+++ EXTRACTED INFORMATION

//! Tests for process spawning and output streaming.
#![cfg(unix)]

use assert_matches::assert_matches;
use sculpt_pipeline::runner::{self, CommandSpec, RunnerError};

fn sh(script: &str) -> CommandSpec {
    CommandSpec::new("sh").arg("-c").arg(script)
}

// ---------------------------------------------------------------------------
// Test: stdout is streamed line by line
// ---------------------------------------------------------------------------

#[tokio::test]
async fn lines_arrive_in_order_without_terminators() {
    let mut process = runner::spawn(&sh("printf 'one\\ntwo\\r\\nthree'")).unwrap();
    assert!(process.pid().is_some());

    let mut lines = Vec::new();
    while let Some(line) = process.next_line().await.unwrap() {
        lines.push(line);
    }
    assert_eq!(lines, vec!["one", "two", "three"]);

    let outcome = process.wait().await.unwrap();
    assert!(outcome.success);
    assert_eq!(outcome.exit_code, Some(0));
}

#[tokio::test]
async fn invalid_utf8_is_replaced_not_rejected() {
    let mut process = runner::spawn(&sh("printf 'ok \\377 end\\n'")).unwrap();

    let line = process.next_line().await.unwrap().unwrap();
    assert!(line.starts_with("ok "));
    assert!(line.ends_with(" end"));
    assert!(process.wait().await.unwrap().success);
}

// ---------------------------------------------------------------------------
// Test: failures carry diagnostics
// ---------------------------------------------------------------------------

#[tokio::test]
async fn missing_binary_is_a_spawn_failure() {
    let result = runner::spawn(&CommandSpec::new("/nonexistent/sculpt-tool"));

    assert_matches!(result, Err(RunnerError::SpawnFailed { program, .. }) if program == "/nonexistent/sculpt-tool");
}

#[tokio::test]
async fn non_zero_exit_reports_code_and_stderr() {
    let result = runner::run_to_completion(&sh("echo partial; echo 'database locked' >&2; exit 4")).await;

    assert_matches!(
        result,
        Err(RunnerError::CommandFailed { exit_code: Some(4), stderr, .. }) if stderr == "database locked"
    );
}

#[tokio::test]
async fn wait_drains_unread_output_and_reaps() {
    // More output than a pipe buffer holds; the caller reads nothing.
    let process = runner::spawn(&sh("i=0; while [ $i -lt 20000 ]; do echo line $i; i=$((i+1)); done")).unwrap();

    let outcome = process.wait().await.unwrap();
    assert!(outcome.success);
}

// ---------------------------------------------------------------------------
// Test: working directory and environment
// ---------------------------------------------------------------------------

#[tokio::test]
async fn working_dir_and_env_are_applied() {
    let dir = tempfile::tempdir().unwrap();
    let spec = sh("pwd; echo \"$CUDA_VISIBLE_DEVICES\"")
        .current_dir(dir.path())
        .env("CUDA_VISIBLE_DEVICES", "0,1");

    let output = runner::run_to_completion(&spec).await.unwrap();

    let expected = dir.path().canonicalize().unwrap();
    assert_eq!(std::path::Path::new(&output.stdout[0]).canonicalize().unwrap(), expected);
    assert_eq!(output.stdout[1], "0,1");
}

#[tokio::test]
async fn check_available_reflects_exit_status() {
    assert!(runner::check_available(&sh("exit 0")).await);
    assert!(!runner::check_available(&sh("exit 1")).await);
    assert!(!runner::check_available(&CommandSpec::new("/nonexistent/colmap").arg("--version")).await);
}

++++++

ASSIGNMENT -> Read the entries above, then pull out the lines that include "canonicalize".

EXPECTED ANSWER ->
    let expected = dir.path().canonicalize().unwrap();
    assert_eq!(std::path::Path::new(&output.stdout[0]).canonicalize().unwrap(), expected);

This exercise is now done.